_TRY IT_.
Of the lines below, write out exactly those from the line with "async fn user_by_email(&self, email: &str)" through the line with "use tower_http::compression::CompressionLayer;", both included, and skip the rest.

[Collection entries]

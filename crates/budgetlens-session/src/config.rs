//! Session configuration
//!
//! The signing secret is process-wide, loaded once at startup, and
//! validated eagerly: a missing or weak secret refuses to boot rather
//! than failing on the first request.

use std::time::Duration;

use crate::error::{SessionError, SessionResult};

/// Minimum signing secret length in bytes (256 bits)
pub const MIN_SECRET_LEN: usize = 32;

/// Session cookie configuration
#[derive(Debug, Clone)]
pub struct SessionConfig {
    /// Cookie name
    pub cookie_name: String,
    /// HMAC signing secret
    pub secret: String,
    /// Emit the `Secure` attribute (set in production)
    pub secure: bool,
    /// Max-Age used for "remember me" commits
    pub remember_ttl: Duration,
}

impl SessionConfig {
    /// Build a configuration with the given secret and library defaults
    /// for everything else.
    pub fn new(secret: impl Into<String>) -> Self {
        Self {
            cookie_name: "__session".to_string(),
            secret: secret.into(),
            secure: false,
            remember_ttl: Duration::from_secs(7 * 24 * 60 * 60),
        }
    }

    /// Validate the configuration
    pub fn validate(&self) -> SessionResult<()> {
        if self.secret.is_empty() {
            return Err(SessionError::MissingSecret);
        }
        if self.secret.len() < MIN_SECRET_LEN {
            return Err(SessionError::WeakSecret {
                min: MIN_SECRET_LEN,
            });
        }
        Ok(())
    }
}

#[cfg(test)]
mod tests {
    use super::*;

    #[test]
    fn test_validate_rejects_empty_secret() {
        let config = SessionConfig::new("");
        assert!(matches!(
            config.validate(),
            Err(SessionError::MissingSecret)
        ));
    }

    #[test]
    fn test_validate_rejects_short_secret() {
        let config = SessionConfig::new("too-short");
        assert!(matches!(
            config.validate(),
            Err(SessionError::WeakSecret { .. })
        ));
    }

    #[test]
    fn test_validate_accepts_long_secret() {
        let config = SessionConfig::new("a".repeat(MIN_SECRET_LEN));
        assert!(config.validate().is_ok());
    }
}
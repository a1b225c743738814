//! In-memory user store
//!
//! The user table lives outside this system's scope, so the service
//! ships a process-local store behind the [`UserStore`] seam. Accounts
//! are seeded at startup (see `--demo-user`); there is no sign-up flow.

use std::collections::HashMap;

use async_trait::async_trait;
use tokio::sync::RwLock;
use uuid::Uuid;

use budgetlens_session::{User, UserStore};

/// Process-local user store.
#[derive(Debug, Default)]
pub struct InMemoryUserStore {
    users: RwLock<HashMap<String, User>>,
}

impl InMemoryUserStore {
    /// Create an empty store.
    pub fn new() -> Self {
        Self::default()
    }

    /// Add an account and return it.
    pub async fn insert(&self, email: &str) -> User {
        let user = User {
            id: Uuid::new_v4().to_string(),
            email: email.to_string(),
        };
        self.users
            .write()
            .await
            .insert(user.id.clone(), user.clone());
        user
    }

    /// Remove an account by id. Returns whether it existed.
    pub async fn remove(&self, id: &str) -> bool {
        self.users.write().await.remove(id).is_some()
    }
}

#[async_trait]
impl UserStore for InMemoryUserStore {
    async fn user_by_id(&self, id: &str) -> Option<User> {
        self.users.read().await.get(id).cloned()
    }

    async fn user_by_email(&self, email: &str) -> Option<User> {
        self.users
            .read()
            .await
            .values()
            .find(|user| user.email == email)
            .cloned()
    }
}
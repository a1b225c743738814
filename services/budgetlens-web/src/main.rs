//! BudgetLens Web Server
//!
//! Serves the server-rendered budget analysis front end. Configuration
//! comes from CLI flags or environment variables; the session signing
//! secret is required and the process refuses to start without it.

use std::net::SocketAddr;
use std::sync::Arc;

use clap::Parser;
use tower_http::compression::CompressionLayer;
use tower_http::trace::TraceLayer;
use tracing::info;
use tracing_subscriber::{layer::SubscriberExt, util::SubscriberInitExt};

use budgetlens_session::{SessionConfig, SessionStore};
use budgetlens_web::users::InMemoryUserStore;
use budgetlens_web::{router, AppState};
use budgetlens_ynab::BudgetClient;

/// BudgetLens Web Server - budget analysis front end
#[derive(Parser, Debug)]
#[command(name = "budgetlens-web")]
#[command(about = "Server-rendered front end for a personal budgeting API")]
struct Args {
    /// Host to bind to
    #[arg(long, env = "BUDGETLENS_HOST", default_value = "0.0.0.0")]
    host: String,

    /// Port to bind to
    #[arg(short, long, env = "BUDGETLENS_PORT", default_value = "3000")]
    port: u16,

    /// Base URL of the remote budgeting API
    #[arg(long, env = "BUDGETLENS_YNAB_URL", default_value = "https://api.ynab.com/v1")]
    ynab_url: String,

    /// Session cookie signing secret (min 32 bytes)
    #[arg(long, env = "SESSION_SECRET", hide_env_values = true)]
    session_secret: String,

    /// Emit the Secure cookie attribute (enable behind HTTPS)
    #[arg(long, env = "BUDGETLENS_SECURE_COOKIES")]
    secure_cookies: bool,

    /// Seed a demo account with this email
    #[arg(long, env = "BUDGETLENS_DEMO_USER")]
    demo_user: Option<String>,
}

#[tokio::main]
async fn main() -> anyhow::Result<()> {
    tracing_subscriber::registry()
        .with(tracing_subscriber::fmt::layer())
        .with(
            tracing_subscriber::EnvFilter::try_from_default_env()
                .unwrap_or_else(|_| tracing_subscriber::EnvFilter::new("info")),
        )
        .init();

    let args = Args::parse();
    let addr: SocketAddr = format!("{}:{}", args.host, args.port).parse()?;

    let mut session_config = SessionConfig::new(args.session_secret);
    session_config.secure = args.secure_cookies;
    let sessions = SessionStore::new(session_config)?;

    let users = InMemoryUserStore::new();
    if let Some(email) = &args.demo_user {
        let user = users.insert(email).await;
        info!(email = %user.email, id = %user.id, "seeded demo account");
    }

    let state = AppState {
        sessions,
        client: BudgetClient::new(args.ynab_url.as_str()),
        users: Arc::new(users),
    };

    let app = router(state)
        .layer(CompressionLayer::new())
        .layer(TraceLayer::new_for_http());

    info!("Starting BudgetLens Web Server");
    info!("Listening on http://{}", addr);
    info!("Remote budgeting API: {}", args.ynab_url);

    let listener = tokio::net::TcpListener::bind(addr).await?;
    axum::serve(listener, app).await?;

    Ok(())
}
//! Session store
//!
//! Reads and writes the signed session cookie. Side effects are confined
//! to header construction; there is no network or disk I/O here.

use std::time::Duration;

use http::header::COOKIE;
use http::HeaderMap;

use crate::codec;
use crate::config::SessionConfig;
use crate::error::SessionResult;
use crate::types::Session;

/// Signed-cookie session store.
///
/// Cheap to clone; holds only configuration.
#[derive(Debug, Clone)]
pub struct SessionStore {
    config: SessionConfig,
}

impl SessionStore {
    /// Create a store, validating the configuration eagerly.
    pub fn new(config: SessionConfig) -> SessionResult<Self> {
        config.validate()?;
        Ok(Self { config })
    }

    /// The Max-Age applied to "remember me" commits.
    pub fn remember_ttl(&self) -> Duration {
        self.config.remember_ttl
    }

    /// Decode the session from request headers.
    ///
    /// Never fails: a missing, malformed, or badly signed cookie loads as
    /// an empty session.
    pub fn load(&self, headers: &HeaderMap) -> Session {
        let Some(value) = self.cookie_value(headers) else {
            return Session::default();
        };
        let Some(payload) = codec::open(self.config.secret.as_bytes(), &value) else {
            tracing::debug!("session cookie failed verification, starting empty");
            return Session::default();
        };
        match serde_json::from_slice(&payload) {
            Ok(session) => session,
            Err(err) => {
                tracing::debug!(%err, "session payload did not parse, starting empty");
                Session::default()
            }
        }
    }

    /// Re-serialize and re-sign the whole session, returning a
    /// `Set-Cookie` header value. `Some(ttl)` yields a persistent cookie,
    /// `None` a browser-session cookie.
    pub fn commit(&self, session: &Session, ttl: Option<Duration>) -> String {
        // Session serialization cannot fail: every field is a string
        let payload = serde_json::to_vec(session).expect("session payload");
        let value = codec::seal(self.config.secret.as_bytes(), &payload);

        let mut header = format!(
            "{}={}; Path=/; HttpOnly; SameSite=Lax",
            self.config.cookie_name, value
        );
        if self.config.secure {
            header.push_str("; Secure");
        }
        if let Some(ttl) = ttl {
            header.push_str(&format!("; Max-Age={}", ttl.as_secs()));
        }
        header
    }

    /// Return a `Set-Cookie` header value that clears the cookie.
    pub fn destroy(&self) -> String {
        let mut header = format!(
            "{}=; Path=/; HttpOnly; SameSite=Lax; Max-Age=0",
            self.config.cookie_name
        );
        if self.config.secure {
            header.push_str("; Secure");
        }
        header
    }

    /// Extract the raw cookie value from the request's `Cookie` headers.
    fn cookie_value(&self, headers: &HeaderMap) -> Option<String> {
        for header in headers.get_all(COOKIE) {
            let Ok(cookies) = header.to_str() else {
                continue;
            };
            for cookie in cookies.split(';') {
                if let Some((name, value)) = cookie.trim().split_once('=') {
                    if name == self.config.cookie_name {
                        return Some(value.to_string());
                    }
                }
            }
        }
        None
    }
}

#[cfg(test)]
mod tests {
    use super::*;

    fn store() -> SessionStore {
        SessionStore::new(SessionConfig::new("a".repeat(32))).unwrap()
    }

    fn headers_with_cookie(set_cookie: &str) -> HeaderMap {
        // Reuse only the name=value part of a Set-Cookie header
        let pair = set_cookie.split(';').next().unwrap();
        let mut headers = HeaderMap::new();
        headers.insert(COOKIE, pair.parse().unwrap());
        headers
    }

    #[test]
    fn test_no_cookie_loads_empty() {
        assert!(store().load(&HeaderMap::new()).is_empty());
    }

    #[test]
    fn test_commit_then_load_round_trip() {
        let store = store();
        let session = Session::default().with_access_token("tok-1");

        let header = store.commit(&session, None);
        let loaded = store.load(&headers_with_cookie(&header));

        assert_eq!(loaded.access_token.as_deref(), Some("tok-1"));
        assert_eq!(loaded.user_id, None);
    }

    #[test]
    fn test_tampered_cookie_loads_empty() {
        let store = store();
        let header = store.commit(&Session::default().with_user_id("u-1"), None);
        let pair = header.split(';').next().unwrap();
        let mut forged = pair.to_string();
        forged.push('x');

        let mut headers = HeaderMap::new();
        headers.insert(COOKIE, forged.parse().unwrap());
        assert!(store.load(&headers).is_empty());
    }

    #[test]
    fn test_commit_ttl_controls_max_age() {
        let store = store();
        let session = Session::default().with_user_id("u-1");

        let persistent = store.commit(&session, Some(Duration::from_secs(604800)));
        assert!(persistent.contains("Max-Age=604800"));

        let ephemeral = store.commit(&session, None);
        assert!(!ephemeral.contains("Max-Age"));
    }

    #[test]
    fn test_cookie_attributes() {
        let header = store().commit(&Session::default(), None);
        assert!(header.starts_with("__session="));
        assert!(header.contains("Path=/"));
        assert!(header.contains("HttpOnly"));
        assert!(header.contains("SameSite=Lax"));
        assert!(!header.contains("Secure"));
    }

    #[test]
    fn test_secure_attribute_in_production() {
        let mut config = SessionConfig::new("a".repeat(32));
        config.secure = true;
        let store = SessionStore::new(config).unwrap();
        assert!(store.commit(&Session::default(), None).contains("; Secure"));
        assert!(store.destroy().contains("; Secure"));
    }

    #[test]
    fn test_destroy_clears_immediately() {
        let header = store().destroy();
        assert!(header.starts_with("__session=;"));
        assert!(header.contains("Max-Age=0"));
    }

    #[test]
    fn test_load_picks_session_cookie_among_others() {
        let store = store();
        let committed = store.commit(&Session::default().with_budget_id("b-1"), None);
        let pair = committed.split(';').next().unwrap();

        let mut headers = HeaderMap::new();
        headers.insert(
            COOKIE,
            format!("theme=dark; {pair}; lang=en").parse().unwrap(),
        );
        assert_eq!(store.load(&headers).budget_id.as_deref(), Some("b-1"));
    }
}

_OUTPUT OF THE TASK_.
    async fn user_by_email(&self, email: &str) -> Option<User> {
        self.users
            .read()
            .await
            .values()
            .find(|user| user.email == email)
            .cloned()
    }
}
repository a1b225c743738814
filename services/budgetlens-web/src/main.rs
//! BudgetLens Web Server
//!
//! Serves the server-rendered budget analysis front end. Configuration
//! comes from CLI flags or environment variables; the session signing
//! secret is required and the process refuses to start without it.

use std::net::SocketAddr;
use std::sync::Arc;

use clap::Parser;
use tower_http::compression::CompressionLayer;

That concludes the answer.